Where in Nickle and Dimed Ehrenreich spends some months working minimum-wage jobs while also attempting to live on the salaries from those jobs, here her goal is to pose as a white-collar worker in "transition," trying to reenter a changed workplace after taking time off for family reasons. Ehrenreich changes her name back to her maiden name (to avoid recognition), and fakes her resumé to some extent (she gets friends to act as reference verifiers). Most of the chapters of Bait and Switch detail her various attempts to find a real job generally situated in the field of Public Relations or Communications.

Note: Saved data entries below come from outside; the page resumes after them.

//! Run report: one entry per candidate plus per-state counters.

use chrono::{DateTime, Utc};
use serde::{Deserialize, Serialize};
use std::fmt::Write as _;
use std::path::{Path, PathBuf};
use uuid::Uuid;

use super::error::OrganizeError;
use crate::classifier::{Category, Classification, ClassificationOutcome};
use crate::discovery::{CandidateFile, IdentityToken};
use crate::extractor::FormatTag;
use crate::isbn::Isbn;
use crate::metadata::ProviderFailure;
use crate::placer::{MoveMethod, PlacementDecision, PlacementResult};

/// Terminal state of one file.
#[derive(Debug, Clone, Copy, PartialEq, Eq, Serialize, Deserialize)]
#[serde(rename_all = "snake_case")]
pub enum FileStatus {
    NoOp,
    Moved,
    MovedWithSuffix,
    Abandoned,
    Failed,
}

/// Error recorded against a file.
#[derive(Debug, Clone, PartialEq, Eq, Serialize, Deserialize)]
pub struct FileError {
    pub kind: String,
    pub message: String,
}

/// What happened to one candidate.
#[derive(Debug, Clone, Serialize, Deserialize)]
pub struct FileReport {
    /// `None` only for discovery failures with no known path.
    pub path: Option<PathBuf>,
    #[serde(skip_serializing_if = "Option::is_none")]
    pub identity: Option<IdentityToken>,
    #[serde(skip_serializing_if = "Option::is_none")]
    pub format: Option<FormatTag>,
    #[serde(skip_serializing_if = "Option::is_none")]
    pub category: Option<Category>,
    #[serde(skip_serializing_if = "Option::is_none")]
    pub isbn: Option<Isbn>,
    #[serde(default, skip_serializing_if = "Vec::is_empty")]
    pub provider_errors: Vec<ProviderFailure>,
    /// Canonical destination before any suffix.
    #[serde(skip_serializing_if = "Option::is_none")]
    pub destination: Option<PathBuf>,
    #[serde(skip_serializing_if = "Option::is_none")]
    pub decision: Option<PlacementDecision>,
    #[serde(skip_serializing_if = "Option::is_none")]
    pub method: Option<MoveMethod>,
    pub status: FileStatus,
    #[serde(skip_serializing_if = "Option::is_none")]
    pub error: Option<FileError>,
    pub duration_ms: u64,
}

impl FileReport {
    /// Fresh entry for a candidate; stays `Failed` until a placement is recorded.
    pub fn new(file: &CandidateFile) -> Self {
        Self {
            path: Some(file.path.clone()),
            identity: Some(file.identity.clone()),
            format: None,
            category: None,
            isbn: None,
            provider_errors: Vec::new(),
            destination: None,
            decision: None,
            method: None,
            status: FileStatus::Failed,
            error: None,
            duration_ms: 0,
        }
    }

    /// Entry for a walk failure that never became a candidate.
    pub fn from_error(path: Option<&Path>, error: &OrganizeError) -> Self {
        Self {
            path: path.map(Path::to_path_buf),
            identity: None,
            format: None,
            category: None,
            isbn: None,
            provider_errors: Vec::new(),
            destination: None,
            decision: None,
            method: None,
            status: FileStatus::Failed,
            error: Some(FileError {
                kind: error.kind().to_string(),
                message: error.to_string(),
            }),
            duration_ms: 0,
        }
    }

    pub fn set_classification(&mut self, classification: &Classification) {
        self.format = Some(classification.format);
        self.category = Some(classification.outcome.category());
        self.isbn = classification.outcome.isbn().cloned();
        if let ClassificationOutcome::NoMetadata {
            provider_errors, ..
        } = &classification.outcome
        {
            self.provider_errors = provider_errors.clone();
        }
    }

    pub fn set_placement(&mut self, result: &PlacementResult) {
        self.status = match result.decision {
            PlacementDecision::NoOp { .. } => FileStatus::NoOp,
            PlacementDecision::Move { .. } => FileStatus::Moved,
            PlacementDecision::MoveWithSuffix { .. } => FileStatus::MovedWithSuffix,
            PlacementDecision::Abandon { .. } => FileStatus::Abandoned,
        };
        self.decision = Some(result.decision.clone());
        self.method = result.method;
    }

    /// Records an error. An abandoned placement stays `Abandoned`.
    pub fn fail(&mut self, error: &OrganizeError) {
        if self.status != FileStatus::Abandoned {
            self.status = FileStatus::Failed;
        }
        self.error = Some(FileError {
            kind: error.kind().to_string(),
            message: error.to_string(),
        });
    }

    fn display_path(&self) -> String {
        self.path
            .as_ref()
            .map(|p| p.display().to_string())
            .unwrap_or_else(|| "<unknown>".to_string())
    }
}

/// Per-state totals.
#[derive(Debug, Clone, Default, PartialEq, Eq, Serialize, Deserialize)]
pub struct StatusCounts {
    pub noop: usize,
    pub moved: usize,
    pub moved_with_suffix: usize,
    pub abandoned: usize,
    pub failed: usize,
}

impl StatusCounts {
    fn record(&mut self, status: FileStatus) {
        match status {
            FileStatus::NoOp => self.noop += 1,
            FileStatus::Moved => self.moved += 1,
            FileStatus::MovedWithSuffix => self.moved_with_suffix += 1,
            FileStatus::Abandoned => self.abandoned += 1,
            FileStatus::Failed => self.failed += 1,
        }
    }

    pub fn total(&self) -> usize {
        self.noop + self.moved + self.moved_with_suffix + self.abandoned + self.failed
    }
}

/// Everything an organize run did, or in a dry run would have done.
#[derive(Debug, Clone, Serialize, Deserialize)]
pub struct OrganizeReport {
    pub run_id: Uuid,
    pub started_at: DateTime<Utc>,
    pub finished_at: Option<DateTime<Utc>>,
    pub root: PathBuf,
    pub archive_root: PathBuf,
    pub dry_run: bool,
    pub files: Vec<FileReport>,
    pub counts: StatusCounts,
}

impl OrganizeReport {
    pub fn new(root: &Path, archive_root: &Path, dry_run: bool) -> Self {
        Self {
            run_id: Uuid::new_v4(),
            started_at: Utc::now(),
            finished_at: None,
            root: root.to_path_buf(),
            archive_root: archive_root.to_path_buf(),
            dry_run,
            files: Vec::new(),
            counts: StatusCounts::default(),
        }
    }

    pub fn record(&mut self, file: FileReport) {
        self.counts.record(file.status);
        self.files.push(file);
    }

    pub fn finish(&mut self) {
        self.finished_at = Some(Utc::now());
    }

    /// Files that moved (or would move, in a dry run).
    pub fn moves(&self) -> usize {
        self.counts.moved + self.counts.moved_with_suffix
    }

    pub fn has_failures(&self) -> bool {
        self.counts.failed > 0
    }

    /// Human-readable summary of the run.
    pub fn summary(&self) -> String {
        if self.files.is_empty() {
            return "Nothing to report".to_string();
        }

        let mut out = String::new();
        let verb = if self.dry_run { "would be" } else { "were" };
        let _ = writeln!(
            out,
            "Run {}{}: {} file(s) examined",
            self.run_id,
            if self.dry_run { " (dry run)" } else { "" },
            self.counts.total()
        );
        let _ = writeln!(out, "  {} {} moved", self.counts.moved, verb);
        let _ = writeln!(
            out,
            "  {} {} moved with a numeric suffix",
            self.counts.moved_with_suffix, verb
        );
        let _ = writeln!(out, "  {} already in place or duplicated", self.counts.noop);
        let _ = writeln!(out, "  {} abandoned", self.counts.abandoned);
        let _ = writeln!(out, "  {} failed", self.counts.failed);

        let problems: Vec<&FileReport> = self
            .files
            .iter()
            .filter(|f| matches!(f.status, FileStatus::Abandoned | FileStatus::Failed))
            .collect();
        if !problems.is_empty() {
            let _ = writeln!(out, "Skipped:");
            for file in problems {
                let message = file
                    .error
                    .as_ref()
                    .map(|e| e.message.as_str())
                    .unwrap_or("no reason recorded");
                let _ = writeln!(out, "  {}: {}", file.display_path(), message);
            }
        }

        out.trim_end().to_string()
    }
}

#[cfg(test)]
mod tests {
    use super::*;
    use crate::placer::{AbandonReason, NoOpReason};

    fn candidate(name: &str) -> CandidateFile {
        CandidateFile::new(
            PathBuf::from(format!("/library/{}", name)),
            IdentityToken::Inode {
                device: 1,
                inode: name.len() as u64,
            },
        )
    }

    fn placed(decision: PlacementDecision) -> PlacementResult {
        PlacementResult {
            decision,
            method: Some(MoveMethod::Rename),
            duration_ms: 1,
        }
    }

    #[test]
    fn test_empty_report() {
        let report = OrganizeReport::new(Path::new("/library"), Path::new("/library"), false);
        assert_eq!(report.summary(), "Nothing to report");
        assert!(!report.has_failures());
    }

    #[test]
    fn test_counts_and_summary() {
        let mut report = OrganizeReport::new(Path::new("/library"), Path::new("/library"), false);

        let mut moved = FileReport::new(&candidate("a.pdf"));
        moved.set_placement(&placed(PlacementDecision::Move {
            from: "/library/a.pdf".into(),
            to: "/library/By-ISBN/x/A.pdf".into(),
        }));
        report.record(moved);

        let mut noop = FileReport::new(&candidate("bb.pdf"));
        noop.set_placement(&placed(PlacementDecision::NoOp {
            from: "/library/bb.pdf".into(),
            reason: NoOpReason::AlreadyInPlace {
                path: "/library/bb.pdf".into(),
            },
        }));
        report.record(noop);

        let mut abandoned = FileReport::new(&candidate("ccc.pdf"));
        abandoned.set_placement(&placed(PlacementDecision::Abandon {
            from: "/library/ccc.pdf".into(),
            reason: AbandonReason::SuffixSpaceExhausted { max_suffix: 9 },
        }));
        abandoned.fail(&OrganizeError::SuffixSpaceExhausted {
            path: "/library/ccc.pdf".into(),
            max_suffix: 9,
        });
        report.record(abandoned);

        let mut failed = FileReport::new(&candidate("dddd.pdf"));
        failed.fail(&OrganizeError::UnsupportedFormat {
            path: "/library/dddd.pdf".into(),
            format: "unknown".into(),
        });
        report.record(failed);

        assert_eq!(
            report.counts,
            StatusCounts {
                noop: 1,
                moved: 1,
                moved_with_suffix: 0,
                abandoned: 1,
                failed: 1,
            }
        );
        assert_eq!(report.moves(), 1);
        assert!(report.has_failures());

        let summary = report.summary();
        assert!(summary.contains("4 file(s) examined"));
        assert!(summary.contains("1 were moved"));
        assert!(summary.contains("/library/ccc.pdf: Suffix space exhausted"));
        assert!(summary.contains("/library/dddd.pdf: Unsupported format"));
    }

    #[test]
    fn test_dry_run_summary_wording() {
        let mut report = OrganizeReport::new(Path::new("/library"), Path::new("/library"), true);
        let mut moved = FileReport::new(&candidate("a.pdf"));
        moved.set_placement(&PlacementResult {
            decision: PlacementDecision::Move {
                from: "/library/a.pdf".into(),
                to: "/library/No-ISBN/a.pdf".into(),
            },
            method: None,
            duration_ms: 0,
        });
        report.record(moved);

        let summary = report.summary();
        assert!(summary.contains("(dry run)"));
        assert!(summary.contains("1 would be moved"));
    }

    #[test]
    fn test_report_serializes() {
        let mut report = OrganizeReport::new(Path::new("/library"), Path::new("/archive"), false);
        report.record(FileReport::new(&candidate("a.pdf")));
        report.finish();

        let json = serde_json::to_value(&report).unwrap();
        assert_eq!(json["files"][0]["status"], "failed");
        assert_eq!(json["counts"]["failed"], 1);
        assert!(json["finished_at"].is_string());
    }
}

The specific trigger for her interest was the spike of white-collar unemployment following the recession of 2001, which disproportionately affected people at middle and higher income brackets. But that's just one event: the general context of Ehrenreich's inquiry is the insecure employment climate that has emerged in corporate America since the 1990s:
This world of endless cycles of layoffs threatens to become permanent, partly for the reason that, as Ehrenreich rightly points out, reducing payroll costs is always a quick way for a company to boost its profits.
Ehrenreich details her experiences attending "networking events," and also meeting a series of career coaches, as well as people who might best be described as "employment gurus" (charismatic figures who preach an empowerment message oriented to helping unemployed people feel more employable). She is insightful and often funny on the fallacies of the various employment aids she tries, and I was particularly struck by her take on professional networking:
As an academic, I don't have any experience at all with the mid-career transition scenario Ehrenreich is exploring in her book, but I've had my share of demoralizing experiences networking in the academic context. She seems to nail it exactly.
Whether or not you agree with her specific politics, Ehrenreich is certainly a compelling writer, and I liked Bait and Switch, for its analysis of the current corporate climate as well as for the eye-opening exposure of the vast world of career guidance services, resumé-building, and "networking" (all of which are useless, and moreoever seem to be uncannily similar on old-fashioned pyramid schemes in structure).
Still, I'm not sure if the new book will be as influential as Nickle and Dimed, mainly because the world here is so much blander and contained. The stories in Nickle and Dimed were often shocking (especially for a sheltered/privileged academic like myself), but the white-collar version is devoid of interesting characters or gripping situations. "Downward mobility" may be a real phenomenon, but its victims are doing their very best to hide it behind a deadeningly predictable shtick comprised of the following buzzwords: qualifications, objectives, experience, contacts, vision, confidence, and [baseless] optimism.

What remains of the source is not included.